The second volume of the HEDI special issue highlights needs and innovations across a variety of domains: the physician, physics and basic scientist workforce, education, technology access and global health. With respect to workforce diversity and inclusion, analyses of demographic representation trends reveal that women and historically underrepresented racial and ethnic groups in medicine (URiM) remain excluded, likely along with a host of other marginalized groups for whom data is largely unavailable.

The review by Jimenez et al. entitled Using Holistic Residency Applicant Review and Selection in Radiation Oncology to Enhance Diversity and Inclusion, an ASTRO SCAROP-ADROP-ARRO Collaboration, opens with a detailed review of current representation trends and the lack of significant changes in representation for women and URiM trainees in radiation oncology over the past decade, despite gains in the overall U.S. graduate medical education trainee pool.

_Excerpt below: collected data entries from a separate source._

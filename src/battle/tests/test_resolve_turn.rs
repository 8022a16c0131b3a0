#[cfg(test)]
mod tests {
    use crate::battle::engine::TurnResolution;
    use crate::battle::skill_effects::{use_skill, SkillOutcome};
    use crate::battle::state::{
        ActionRejection, BattleCategory, BattleEnd, BattleEvent, BattleSession, EventBus,
        RejectionKind, Side, TurnPhase,
    };
    use crate::battle::tests::common::{
        enemy_acted, run_turn, scripted_rng, test_catalogs, test_roster, wild_session,
        TestCombatantBuilder,
    };
    use crate::config::BattleConfig;
    use crate::player::{BallType, PlayerAction};
    use pretty_assertions::assert_eq;
    use rstest::rstest;

    #[test]
    fn test_lethal_hit_ends_battle_before_enemy_acts() {
        let data = test_catalogs();
        let mut roster = test_roster(vec![TestCombatantBuilder::new("Striker", 10).build(&data)]);
        let mut session = wild_session(TestCombatantBuilder::new("Dummy", 10).with_hp(5).build(&data));
        let mut rng = scripted_rng(&[]);

        let (resolution, events) =
            run_turn(&mut session, &mut roster, PlayerAction::Attack(0), &data, &mut rng);

        assert_eq!(resolution, TurnResolution::Finished(BattleEnd::PlayerVictory));
        assert_eq!(session.phase, TurnPhase::Terminal(BattleEnd::PlayerVictory));
        assert_eq!(session.enemy.hp(), 0);
        assert!(events.contains(&BattleEvent::Fainted {
            side: Side::Enemy,
            target: "Dummy".to_string(),
        }));
        assert!(!enemy_acted(&events));
        assert!(!events.contains(&BattleEvent::TurnEnded));
    }

    #[test]
    fn test_damage_formula_and_sp_exchange() {
        let data = test_catalogs();
        let mut roster = test_roster(vec![TestCombatantBuilder::new("Striker", 10).build(&data)]);
        let mut session = wild_session(TestCombatantBuilder::new("Bruiser", 10).build(&data));
        // Bruiser answers with Slam, so give the player a bench to fall back on.
        roster
            .add_member(TestCombatantBuilder::new("Medic", 10).build(&data))
            .unwrap();
        let mut rng = scripted_rng(&[]);

        let (_, events) = run_turn(&mut session, &mut roster, PlayerAction::Attack(1), &data, &mut rng);

        // Jab: 50 * 0.3 = 15 raw, minus half of 20 defense.
        assert!(events.contains(&BattleEvent::DamageDealt {
            target: "Bruiser".to_string(),
            damage: 5,
            remaining_hp: 25,
        }));
        assert!(events.contains(&BattleEvent::SpGained {
            target: "Striker".to_string(),
            amount: 15,
            new_sp: 15,
        }));
        // Defender's share for taking Jab plus the attacker's share for Slam.
        // Striker fainted to Slam and gets nothing back.
        assert_eq!(session.enemy.sp(), 10 + 15);
        assert_eq!(roster.team()[0].sp(), 15);
        assert_eq!(roster.active_index, 1);
    }

    #[test]
    fn test_insufficient_sp_is_rejected_without_using_the_turn() {
        let data = test_catalogs();
        let mut roster =
            test_roster(vec![TestCombatantBuilder::new("Medic", 10).with_sp(10).build(&data)]);
        let mut session = wild_session(TestCombatantBuilder::new("Dummy", 10).build(&data));
        let enemy_before = session.enemy.clone();
        let roster_before = roster.clone();
        let mut rng = scripted_rng(&[]);

        let (resolution, events) =
            run_turn(&mut session, &mut roster, PlayerAction::Attack(3), &data, &mut rng);

        let expected = ActionRejection::InsufficientSp {
            skill: "Big Finish".to_string(),
            required: 50,
            available: 10,
        };
        assert_eq!(expected.kind(), RejectionKind::InsufficientResource);
        assert_eq!(resolution, TurnResolution::Rejected(expected.clone()));
        assert_eq!(events, vec![BattleEvent::ActionRejected { rejection: expected }]);
        assert_eq!(session.turn_counter, 0);
        assert_eq!(session.phase, TurnPhase::AwaitingPlayerAction);
        assert_eq!(session.enemy, enemy_before);
        assert_eq!(roster, roster_before);
    }

    #[test]
    fn test_unaffordable_skill_changes_nothing_when_cast_directly() {
        let data = test_catalogs();
        let mut allies = vec![TestCombatantBuilder::new("Medic", 10).with_sp(49).build(&data)];
        let mut target = TestCombatantBuilder::new("Dummy", 10).build(&data);
        let allies_before = allies.clone();
        let target_before = target.clone();
        let skill = data.skills.lookup("Big Finish").unwrap();
        let mut bus = EventBus::new();

        let outcome = use_skill(
            skill,
            0,
            &mut allies,
            &mut target,
            Side::Player,
            &BattleConfig::default(),
            &mut scripted_rng(&[]),
            &mut bus,
        )
        .unwrap();

        assert_eq!(
            outcome,
            SkillOutcome::InsufficientSp {
                required: 50,
                available: 49
            }
        );
        assert_eq!(allies, allies_before);
        assert_eq!(target, target_before);
    }

    #[rstest]
    #[case::no_such_slot(PlayerAction::Attack(4), ActionRejection::InvalidMoveSlot(4))]
    #[case::no_such_item(PlayerAction::UseItem(0), ActionRejection::InvalidInventorySlot(0))]
    #[case::no_balls(
        PlayerAction::Catch(BallType::Normal),
        ActionRejection::NoCaptureBalls { ball: BallType::Normal }
    )]
    fn test_malformed_actions_are_rejected(
        #[case] action: PlayerAction,
        #[case] expected: ActionRejection,
    ) {
        let data = test_catalogs();
        let mut roster = test_roster(vec![TestCombatantBuilder::new("Striker", 10).build(&data)]);
        let mut session = wild_session(TestCombatantBuilder::new("Dummy", 10).build(&data));

        let (resolution, _) = run_turn(&mut session, &mut roster, action, &data, &mut scripted_rng(&[]));

        assert_eq!(resolution, TurnResolution::Rejected(expected));
        assert_eq!(session.turn_counter, 0);
    }

    #[test]
    fn test_skill_missing_from_catalog_is_rejected() {
        let data = test_catalogs();
        let striker = TestCombatantBuilder::new("Striker", 10)
            .with_moves(&["Strike", "Filibuster"])
            .build(&data);
        let mut roster = test_roster(vec![striker]);
        let mut session = wild_session(TestCombatantBuilder::new("Dummy", 10).build(&data));

        let (resolution, _) = run_turn(
            &mut session,
            &mut roster,
            PlayerAction::Attack(1),
            &data,
            &mut scripted_rng(&[]),
        );

        let expected = ActionRejection::UnknownSkill {
            skill: "Filibuster".to_string(),
        };
        assert_eq!(expected.kind(), RejectionKind::UnknownSkill);
        assert_eq!(resolution, TurnResolution::Rejected(expected));
    }

    #[test]
    fn test_finished_battle_refuses_further_actions() {
        let data = test_catalogs();
        let mut roster = test_roster(vec![TestCombatantBuilder::new("Striker", 10).build(&data)]);
        let mut session = wild_session(TestCombatantBuilder::new("Dummy", 10).with_hp(1).build(&data));
        let mut rng = scripted_rng(&[]);
        run_turn(&mut session, &mut roster, PlayerAction::Attack(0), &data, &mut rng);

        let (resolution, _) =
            run_turn(&mut session, &mut roster, PlayerAction::Attack(0), &data, &mut rng);

        assert_eq!(
            resolution,
            TurnResolution::Rejected(ActionRejection::NoBattleInProgress)
        );
        assert_eq!(session.turn_counter, 1);
    }

    #[test]
    fn test_item_use_skips_enemy_phase() {
        let data = test_catalogs();
        let mut roster =
            test_roster(vec![TestCombatantBuilder::new("Striker", 10).with_hp(10).build(&data)]);
        roster.inventory.add(data.items.get("Potion").unwrap().clone());
        let mut session = wild_session(TestCombatantBuilder::new("Dummy", 10).build(&data));

        let (resolution, events) = run_turn(
            &mut session,
            &mut roster,
            PlayerAction::UseItem(0),
            &data,
            &mut scripted_rng(&[]),
        );

        assert_eq!(resolution, TurnResolution::Continue);
        assert!(events.contains(&BattleEvent::Healed {
            target: "Striker".to_string(),
            amount: 20,
            new_hp: 30,
        }));
        assert!(!enemy_acted(&events));
        assert!(events.contains(&BattleEvent::TurnEnded));
        assert!(roster.inventory.is_empty());
        assert_eq!(session.turn_counter, 1);
    }

    #[test]
    fn test_useless_item_is_rejected_and_kept() {
        let data = test_catalogs();
        let mut roster = test_roster(vec![TestCombatantBuilder::new("Striker", 10).build(&data)]);
        roster.inventory.add(data.items.get("Potion").unwrap().clone());
        roster.inventory.add(data.items.get("Revive").unwrap().clone());
        let mut session = wild_session(TestCombatantBuilder::new("Dummy", 10).build(&data));

        for slot in [0, 1] {
            let (resolution, _) = run_turn(
                &mut session,
                &mut roster,
                PlayerAction::UseItem(slot),
                &data,
                &mut scripted_rng(&[]),
            );
            assert!(matches!(
                resolution,
                TurnResolution::Rejected(ActionRejection::ItemHasNoEffect { .. })
            ));
        }
        assert_eq!(roster.inventory.len(), 2);
    }

    #[test]
    fn test_ball_pack_in_battle_adds_balls() {
        let data = test_catalogs();
        let mut roster = test_roster(vec![TestCombatantBuilder::new("Striker", 10).build(&data)]);
        roster
            .inventory
            .add(data.items.get("Capture Ball Pack").unwrap().clone());
        let mut session = wild_session(TestCombatantBuilder::new("Dummy", 10).build(&data));

        let (_, events) = run_turn(
            &mut session,
            &mut roster,
            PlayerAction::UseItem(0),
            &data,
            &mut scripted_rng(&[]),
        );

        assert_eq!(roster.capture_balls, 3);
        assert!(events.contains(&BattleEvent::BallsReceived {
            ball: BallType::Normal,
            count: 3,
            total: 3,
        }));
        assert!(!enemy_acted(&events));
    }

    #[test]
    fn test_voluntary_switch_skips_enemy_phase() {
        let data = test_catalogs();
        let mut roster = test_roster(vec![
            TestCombatantBuilder::new("Striker", 10).build(&data),
            TestCombatantBuilder::new("Medic", 10).build(&data),
        ]);
        let mut session = wild_session(TestCombatantBuilder::new("Dummy", 10).build(&data));

        let (resolution, events) = run_turn(
            &mut session,
            &mut roster,
            PlayerAction::SwitchActiveCombatant(1),
            &data,
            &mut scripted_rng(&[]),
        );

        assert_eq!(resolution, TurnResolution::Continue);
        assert_eq!(roster.active_index, 1);
        assert!(events.contains(&BattleEvent::CombatantSwitched {
            old: "Striker".to_string(),
            new: "Medic".to_string(),
            forced: false,
        }));
        assert!(!enemy_acted(&events));
        // Only the new active member ticks at turn end.
        assert_eq!(roster.team()[0].battle_turn_counter, 0);
        assert_eq!(roster.team()[1].battle_turn_counter, 1);
    }

    #[rstest]
    #[case::already_active(0, ActionRejection::AlreadyActive { name: "Striker".to_string() })]
    #[case::fainted(2, ActionRejection::CombatantFainted { name: "Bruiser".to_string() })]
    #[case::out_of_range(7, ActionRejection::InvalidRosterIndex(7))]
    fn test_invalid_switch_targets(#[case] index: usize, #[case] expected: ActionRejection) {
        let data = test_catalogs();
        let mut roster = test_roster(vec![
            TestCombatantBuilder::new("Striker", 10).build(&data),
            TestCombatantBuilder::new("Medic", 10).build(&data),
            TestCombatantBuilder::new("Bruiser", 10).with_hp(0).build(&data),
        ]);
        let mut session = wild_session(TestCombatantBuilder::new("Dummy", 10).build(&data));

        let (resolution, _) = run_turn(
            &mut session,
            &mut roster,
            PlayerAction::SwitchActiveCombatant(index),
            &data,
            &mut scripted_rng(&[]),
        );

        assert_eq!(expected.kind(), RejectionKind::InvalidTarget);
        assert_eq!(resolution, TurnResolution::Rejected(expected));
        assert_eq!(roster.active_index, 0);
    }

    #[rstest]
    #[case::wild_escape(BattleCategory::Wild, 0.49, true)]
    #[case::wild_caught(BattleCategory::Wild, 0.51, false)]
    #[case::boss_escape(BattleCategory::MiniBoss, 0.05, true)]
    #[case::boss_caught(BattleCategory::StageBoss, 0.2, false)]
    fn test_flee(#[case] category: BattleCategory, #[case] draw: f64, #[case] escapes: bool) {
        let data = test_catalogs();
        let mut roster = test_roster(vec![TestCombatantBuilder::new("Striker", 10).build(&data)]);
        let enemy = TestCombatantBuilder::new("Dummy", 10).build(&data);
        let mut session = BattleSession::new(category, enemy, None);

        let (resolution, events) = run_turn(
            &mut session,
            &mut roster,
            PlayerAction::Flee,
            &data,
            &mut scripted_rng(&[draw]),
        );

        if escapes {
            assert_eq!(resolution, TurnResolution::Finished(BattleEnd::FleeSuccess));
            assert!(events.contains(&BattleEvent::FleeSucceeded));
            assert!(!enemy_acted(&events));
        } else {
            assert_eq!(resolution, TurnResolution::Continue);
            assert!(events.contains(&BattleEvent::FleeFailed));
            assert!(enemy_acted(&events));
        }
    }
}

Broadening the scope of diversity with additional dimensions is increasingly needed to assure equity, inclusion and belonging. Such historically marginalized dimensions include deaf and disabled status, veteran status, sexual orientation and gender identification (SOGI), first generation and low income (FGLI), religion, geography (e.g., urban versus rural) and disadvantaged background. Limited data exist regarding representation of many of these groups within medicine and radiation oncology specifically, but several data collection initiatives are underway and included in this edition.

Marginalized demographic groups remain disproportionately underrepresented and ultimately excluded in radiation oncology relative to the available pool. This indicates that simply increasing the pipeline is not enough without thoughtful recruitment, applicant review and selection, and retention and advancement strategies as reviewed in the HEDI focus issues.

Our charge is that the next decade and beyond bring scaled, sustained, strategic departmental, organizational and societal policies and interventions that address the long-standing disparate representation in the radiation oncology physician, medical physics and radiation biology scientist workforce. These efforts are requisite if we wish to dismantle structural bias and systemic inequities in the specialty and ensure that our workforce is reflective of the ever-diversifying domestic and global patient populations and communities we serve.


References

  1. Chapman CH, Hwang WT, Deville C. Diversity based on race, ethnicity, and sex, of the US radiation oncology physician workforce. Int J Radiat Oncol Biol Phys. 2013 Mar 15;85(4):912-8.
  2. Jagsi R, Tarbell NJ. Women in radiation oncology: time to break through the glass ceiling. J Am Coll Radiol. 2006 Dec;3(12):901-3.
  3. Lett E, Adekunle D, McMurray P, et al. Health Equity Tourism: Ravaging the Justice Landscape. J Med Syst. 2022 Feb 12;46(3):17.